Getting the garden looking flash in winter is a mission — cold, wet, unpleasant and difficult. But if you tailor your projects to fit into the breaks in the weather, you can make a big difference without spending a fortune or freezing to death.
Start with a progressive tidy-up. Weed, trim and deadhead one part of the garden at a time. Where you have gaps you need to fill, choose plants that'll give the garden a belt of colour (see right). If the garden beds have broken timber edges, repair them and give them a coat of oil or stain if they need it.
As you finish each bed, cover with a good layer of fine, dark mulch. It'll immediately impart a smart, manicured look to the landscape. Don't be tempted to use post-peelings or woodchip. They're cheaper and they look it.
Many a fabulous outfit has been spoiled by tatty accessories, and it's the same in the garden. Start at the top of your driveway and walk to your house, taking note of all the items that are not up to scratch.
A utilitarian plastic letterbox or a tatty timber model on a lean is not the best introduction to your property. Consider the architectural style of your house and splash out on something new that suits the landscape.
If you're going with a contemporary look, choose metal house numbers — brass, copper, steel or brushed chrome. If your house is bespoke, timber or tile numbers will enhance the look.
A pair of plastic spotlights attached to the soffit might dazzle your visitors, but not in a good way. Consign them to the bin along with any cracked plastic solar lights you still have lying around and splash out for LED bollard lights or similar. Position them to light the way from low down so guests are not blinded as they approach the front door.
By the way, where is the front door? To point the way from, say, the carpark area to the porch, inset some pavers into the gravel, or create a guide with timber posts and rope, stainless steel rods and wire, or a row of slender ceramic planters.
If you want your entranceway to make a statement, add a focal point.
It could be a water feature, a piece of garden sculpture, a mirror, or a specimen plant in a classy pot.
Conversely, there may be something very unattractive (the wood pile, the wheelie bin) near your front entranceway, in which case you'll need camouflage.
A slatted timber panel, built or bought, is a quick fix.
Sit a bench or low table in front of it to give it a raison d'etre, or plant it with flowering climbers.
WHAT TO PLANT
Gaps in the garden are easily filled in winter, even if you're the demanding type who wants winter colour. If that's the case, your go-to plant must be the camellia.

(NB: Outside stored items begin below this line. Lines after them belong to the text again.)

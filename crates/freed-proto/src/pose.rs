//! ---
//! freed_section: "02-protocol"
//! freed_subsection: "module"
//! freed_type: "source"
//! freed_scope: "code"
//! freed_description: "Camera pose value carried by a FreeD D1 frame."
//! freed_version: "v1.0.0"
//! freed_owner: "tbd"
//! ---
use std::fmt;

use serde::{Deserialize, Serialize};

/// Position and orientation of a tracked camera at one instant.
///
/// Angles are degrees, positions are millimetres. Zoom and focus are the raw
/// lens encoder counts transported by the frame; their scaling is vendor
/// specific so they are carried uninterpreted, as is the two byte spare block.
#[derive(Debug, Clone, Copy, PartialEq, Default, Serialize, Deserialize)]
pub struct Pose {
    camera_id: u8,
    pan: f64,
    tilt: f64,
    roll: f64,
    x: f64,
    y: f64,
    z: f64,
    zoom: u32,
    focus: u32,
    spare: [u8; 2],
}

impl Pose {
    /// Create a pose at the origin, level, for the given camera.
    pub fn new(camera_id: u8) -> Self {
        Self {
            camera_id,
            ..Self::default()
        }
    }

    /// Return a copy with the position replaced (millimetres).
    pub fn with_position(mut self, x: f64, y: f64, z: f64) -> Self {
        self.x = x;
        self.y = y;
        self.z = z;
        self
    }

    /// Return a copy with the orientation replaced (degrees).
    pub fn with_orientation(mut self, pan: f64, tilt: f64, roll: f64) -> Self {
        self.pan = pan;
        self.tilt = tilt;
        self.roll = roll;
        self
    }

    /// Return a copy with the raw lens encoder values replaced.
    pub fn with_lens(mut self, zoom: u32, focus: u32) -> Self {
        self.zoom = zoom;
        self.focus = focus;
        self
    }

    /// Return a copy with the opaque spare bytes replaced.
    pub fn with_spare(mut self, spare: [u8; 2]) -> Self {
        self.spare = spare;
        self
    }

    /// Return a copy addressed to another camera.
    pub fn with_camera_id(mut self, camera_id: u8) -> Self {
        self.camera_id = camera_id;
        self
    }

    pub fn camera_id(&self) -> u8 {
        self.camera_id
    }

    pub fn pan(&self) -> f64 {
        self.pan
    }

    pub fn tilt(&self) -> f64 {
        self.tilt
    }

    pub fn roll(&self) -> f64 {
        self.roll
    }

    pub fn x(&self) -> f64 {
        self.x
    }

    pub fn y(&self) -> f64 {
        self.y
    }

    pub fn z(&self) -> f64 {
        self.z
    }

    pub fn zoom(&self) -> u32 {
        self.zoom
    }

    pub fn focus(&self) -> u32 {
        self.focus
    }

    pub fn spare(&self) -> [u8; 2] {
        self.spare
    }

    /// Position as `[x, y, z]` in millimetres.
    pub fn position(&self) -> [f64; 3] {
        [self.x, self.y, self.z]
    }

    /// Orientation as `[pan, tilt, roll]` in degrees.
    pub fn orientation(&self) -> [f64; 3] {
        [self.pan, self.tilt, self.roll]
    }

    /// Euclidean distance between the positions of two poses.
    pub fn distance_to(&self, other: &Pose) -> f64 {
        let dx = self.x - other.x;
        let dy = self.y - other.y;
        let dz = self.z - other.z;
        (dx * dx + dy * dy + dz * dz).sqrt()
    }

    /// The pose exactly as it reads back after an encode/decode round trip.
    pub fn quantized(&self) -> Pose {
        crate::frame::quantize(self)
    }
}

/// Compact single-line rendering used by packet reports.
impl fmt::Display for Pose {
    fn fmt(&self, f: &mut fmt::Formatter<'_>) -> fmt::Result {
        write!(
            f,
            "camera={} pos=({:.2}, {:.2}, {:.2}) mm rot=({:.2}, {:.2}, {:.2}) deg zoom={} focus={}",
            self.camera_id,
            self.x,
            self.y,
            self.z,
            self.pan,
            self.tilt,
            self.roll,
            self.zoom,
            self.focus
        )
    }
}
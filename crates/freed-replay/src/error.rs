//! ---
//! freed_section: "11-simulation-test-harness"
//! freed_subsection: "module"
//! freed_type: "source"
//! freed_scope: "code"
//! freed_description: "Replay error taxonomy."
//! freed_version: "v1.0.0"
//! freed_owner: "tbd"
//! ---
use std::io;
use std::net::SocketAddr;
use std::path::PathBuf;

use thiserror::Error;

#[derive(Debug, Error)]
pub enum ReplayError {
    #[error("unable to open pose log {}: {source}", path.display())]
    Open {
        path: PathBuf,
        #[source]
        source: io::Error,
    },
    #[error("invalid pose log header: {0}")]
    Header(#[source] csv::Error),
    #[error("invalid pose log row at line {line}: {message}")]
    Row { line: u64, message: String },
    #[error("pose log contains no records")]
    Empty,
    #[error("pose log contains no valid records to replay")]
    NoValidRecords,
    #[error("invalid replay configuration: {0}")]
    InvalidConfig(String),
    #[error("cannot bind replay socket on {addr}: {source}")]
    Bind {
        addr: SocketAddr,
        #[source]
        source: io::Error,
    },
}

Camellias are show-offs in the winter, bursting with blooms in white, cream, pink and red and various combinations of all four.
And you can also choose them for size and habit — the tall, tight shrubs, looser open varieties, dwarfs and even ground covers. The sasanquas are the early bloomers, with the larger, more formal camellias producing blooms later in winter.
There's a gorgeous free-flowering protea that'll lift your winter garden in a heartbeat. It's called "Almond Buff" and it makes spectacular, cream-coloured flowers from autumn to spring. This shrub is upright and will grow to about 2m.
Protea "Mini Red" is half the size but still a winner in the flowering stakes. It has a casual blooming regime, producing goblet-shaped flowers throughout the year, peaking in late winter.
With their soft, crumpled petals, Iceland poppies look incredibly fragile but they're not.
They cope far better than we do with winter weather and will produce flowers in yellow, orange, red and cream.
You have to admire cyclamen. They're very adaptable, growing inside or outside and thriving in the cold winter temperatures. If your indoor specimens are looking a little flat, put them outside and they'll thank you for it with brilliant winter blooms.